Thanks alot as always,

Joe :thumb:


----------



## Rollini (Mar 23, 2012)

The interview depending if it's just you or like a group assessment they'll want to see your confidence, you looking smart, why they should take you on above other people that always apply for stuff like that. 

They'll want to see your eager and will work your backside off :thumbs: and if your told they'll get back to you. Get a number do you can contact them as this then shows your when more eager etc. 
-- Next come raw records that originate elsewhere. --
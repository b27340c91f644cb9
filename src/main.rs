use std::error::Error;
use std::fs;
use std::path::PathBuf;
use std::process::ExitCode;

use clap::Parser;
use dicom_mesh::{
    CancellationToken, Job, JobOutcome, Pipeline, ReconOptions, Stage, Tissue, VolumeLoader,
};
use tracing::{debug, error, info, warn};
use tracing_subscriber::EnvFilter;

/// Reconstruct tissue surface meshes from a directory of DICOM slices.
#[derive(Parser, Debug)]
#[command(author, about, version, long_about)]
struct Args {
    /// Directory containing the .dcm files of one study
    input_dir: PathBuf,

    /// Directory that receives mesh.stl, mesh.glb and report.json
    output_dir: PathBuf,

    /// TOML file overriding the default reconstruction options
    #[arg(short, long)]
    config: Option<PathBuf>,

    /// Tissue to reconstruct, repeatable (bone, muscle)
    #[arg(short, long)]
    tissue: Vec<Tissue>,

    /// Store glTF geometry with KHR_mesh_quantization
    #[arg(short, long)]
    quantize: bool,
}

type BoxError = Box<dyn Error + Send + Sync>;

#[tokio::main(flavor = "current_thread")]
async fn main() -> ExitCode {
    tracing_subscriber::fmt()
        .with_env_filter(EnvFilter::try_from_default_env().unwrap_or_else(|_| EnvFilter::new("info")))
        .init();

    match run(Args::parse()).await {
        Ok(()) => ExitCode::SUCCESS,
        Err(e) => {
            error!("{e}");
            ExitCode::FAILURE
        }
    }
}

async fn run(args: Args) -> Result<(), BoxError> {
    let mut options = match &args.config {
        Some(path) => ReconOptions::load(path)?,
        None => ReconOptions::default(),
    };
    if !args.tissue.is_empty() {
        options.segmentation.tissues = args.tissue.clone();
    }
    options.export.quantize |= args.quantize;
    let pipeline = Pipeline::new(options)?;

    let input = args.input_dir.clone();
    let slices = tokio::task::spawn_blocking(move || VolumeLoader::load_slices_from_directory(input))
        .await?
        .map_err(|e| e.to_string())?;
    info!(slices = slices.len(), input = %args.input_dir.display(), "Loaded slices");

    let job_id = args
        .input_dir
        .file_name()
        .map(|name| name.to_string_lossy().into_owned())
        .unwrap_or_else(|| "job".to_string());
    let cancel = CancellationToken::new();
    let worker_cancel = cancel.clone();
    let mut task = tokio::task::spawn_blocking(move || {
        let mut job = Job::new(job_id, slices);
        let progress = |stage: Stage, fraction: f32| {
            debug!(?stage, percent = format_args!("{:.1}", fraction * 100.0), "Progress");
        };
        job.run(&pipeline, &progress, &worker_cancel)
    });

    let outcome = tokio::select! {
        outcome = &mut task => outcome?,
        _ = tokio::signal::ctrl_c() => {
            warn!("Interrupted, cancelling reconstruction");
            cancel.cancel();
            task.await?
        }
    };

    match outcome {
        JobOutcome::Succeeded(output) => {
            fs::create_dir_all(&args.output_dir)?;
            fs::write(args.output_dir.join("mesh.stl"), &output.stl)?;
            fs::write(args.output_dir.join("mesh.glb"), &output.glb)?;
            fs::write(args.output_dir.join("report.json"), output.report.to_json()?)?;
            info!(
                output = %args.output_dir.display(),
                vertices = output.asset.mesh().vertex_count(),
                faces = output.asset.mesh().face_count(),
                warnings = output.report.warnings.len(),
                "Meshes written"
            );
            Ok(())
        }
        JobOutcome::Failed { error, warnings } => {
            for warning in &warnings {
                warn!(stage = ?warning.stage, "{}", warning.message);
            }
            Err(error.into())
        }
    }
}
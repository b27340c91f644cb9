//! Synthetic slice phantoms: a bright body cylinder along z with a dark bone
//! rod inside, sampled as axial or sagittal slice stacks.

#![allow(dead_code)]

use dicom_mesh::config::ReconOptions;
use dicom_mesh::{Slice, Tissue};
use nalgebra::Vector3;
use ndarray::Array2;

pub const IN_PLANE: f64 = 0.332;
pub const AXIAL_SPACING: f64 = 0.737;
pub const PIXELS: usize = 160;
pub const BODY_RADIUS: f64 = 20.0;
pub const BONE_RADIUS: f64 = 4.0;
pub const BONE_HALF_LENGTH: f64 = 35.0;

/// Intensity at a patient-space point, in mm.
pub fn phantom(p: &Vector3<f64>) -> f32 {
    let r = (p.x * p.x + p.y * p.y).sqrt();
    if r < BONE_RADIUS && p.z.abs() < BONE_HALF_LENGTH {
        20.0
    } else if r < BODY_RADIUS {
        100.0
    } else {
        0.0
    }
}

/// The body cylinder alone, without the rod.
pub fn body_only(p: &Vector3<f64>) -> f32 {
    if (p.x * p.x + p.y * p.y).sqrt() < BODY_RADIUS {
        100.0
    } else {
        0.0
    }
}

/// One slice whose top-left pixel sits at `position`; pixel `[r, c]` lies at
/// `position + c * IN_PLANE * row + r * IN_PLANE * column`.
fn render(position: Vector3<f64>, row: Vector3<f64>, column: Vector3<f64>, gain: f32) -> Slice {
    render_with(phantom, position, row, column, gain)
}

fn render_with(
    intensity: fn(&Vector3<f64>) -> f32,
    position: Vector3<f64>,
    row: Vector3<f64>,
    column: Vector3<f64>,
    gain: f32,
) -> Slice {
    let pixels = Array2::from_shape_fn((PIXELS, PIXELS), |(r, c)| {
        let p = position + row * (c as f64 * IN_PLANE) + column * (r as f64 * IN_PLANE);
        intensity(&p) * gain
    });
    Slice::new(pixels)
        .with_pixel_spacing(IN_PLANE, IN_PLANE)
        .with_position(position)
        .with_orientation(row, column)
        .with_frame_of_reference("1.2.826.0.1.3680043.2.1125.1")
}

fn half_field() -> f64 {
    (PIXELS as f64 - 1.0) / 2.0 * IN_PLANE
}

/// `count` axial slices centred on the origin.
pub fn axial_stack(count: usize) -> Vec<Slice> {
    axial_stack_of(phantom, count)
}

/// `count` axial slices of `intensity` centred on the origin.
pub fn axial_stack_of(intensity: fn(&Vector3<f64>) -> f32, count: usize) -> Vec<Slice> {
    let half = half_field();
    let z0 = -(count as f64 - 1.0) / 2.0 * AXIAL_SPACING;
    (0..count)
        .map(|k| {
            let position = Vector3::new(-half, -half, z0 + k as f64 * AXIAL_SPACING);
            render_with(intensity, position, Vector3::x(), Vector3::y(), 1.0)
                .with_series_uid("axial")
                .with_acquisition_index(k as i32 + 1)
        })
        .collect()
}

/// `count` sagittal slices through the centre of the body at `spacing`,
/// acquired with half the gain of the axial series.
pub fn sagittal_stack(count: usize, spacing: f64) -> Vec<Slice> {
    let half = half_field();
    let x0 = -(count as f64 - 1.0) / 2.0 * spacing;
    (0..count)
        .map(|k| {
            let position = Vector3::new(x0 + k as f64 * spacing, -half, half);
            render(position, Vector3::y(), -Vector3::z(), 0.5)
                .with_series_uid("sagittal")
                .with_acquisition_index(k as i32 + 1)
        })
        .collect()
}

/// Strip the position from slice `index`, keeping everything else.
pub fn without_position(slices: Vec<Slice>, index: usize) -> Vec<Slice> {
    slices
        .into_iter()
        .enumerate()
        .map(|(i, slice)| {
            if i != index {
                return slice;
            }
            let (row_spacing, column_spacing) = slice.pixel_spacing().unwrap();
            let (row, column) = *slice.orientation().unwrap();
            let mut stripped = Slice::new(slice.pixels().clone())
                .with_pixel_spacing(row_spacing, column_spacing)
                .with_orientation(row, column)
                .with_series_uid(slice.series_uid().unwrap())
                .with_acquisition_index(slice.acquisition_index().unwrap());
            if let Some(frame) = slice.frame_of_reference_uid() {
                stripped = stripped.with_frame_of_reference(frame);
            }
            stripped
        })
        .collect()
}

/// Defaults with a lighter registration schedule for test runtime.
pub fn test_options() -> ReconOptions {
    let mut options = ReconOptions::default();
    options.segmentation.tissues = vec![Tissue::Bone];
    options.registration.shrink_factors = vec![2, 1];
    options.registration.max_samples = 5000;
    options.registration.max_iterations = 40;
    options
}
Good luck with it all. I'm currently going through the same thing st the mo. remember though it will never be an instant thing. Can't take up to a year to be arranged with such a huge company.


----------



## Yowfailed (Mar 14, 2012)

Be honest, confident and know the company and its products  Good luck


----------



## Bero (Mar 9, 2008)

No need to BS or drop keywords.  Tell them you've wanted to be a car salesman for sometime, but nothing came up so you started your own business and made your own opportunities, it shows your a self starter and driven to make your own opportunities when you need to. Speak about the specific skills you use in your detailing work that are applicable to car sales (following up leads in an appropriate time, calling old customers to see how they're getting on and if they are interested in another detail) and speak about your personall frustrations dealing with car sales men and how you're different.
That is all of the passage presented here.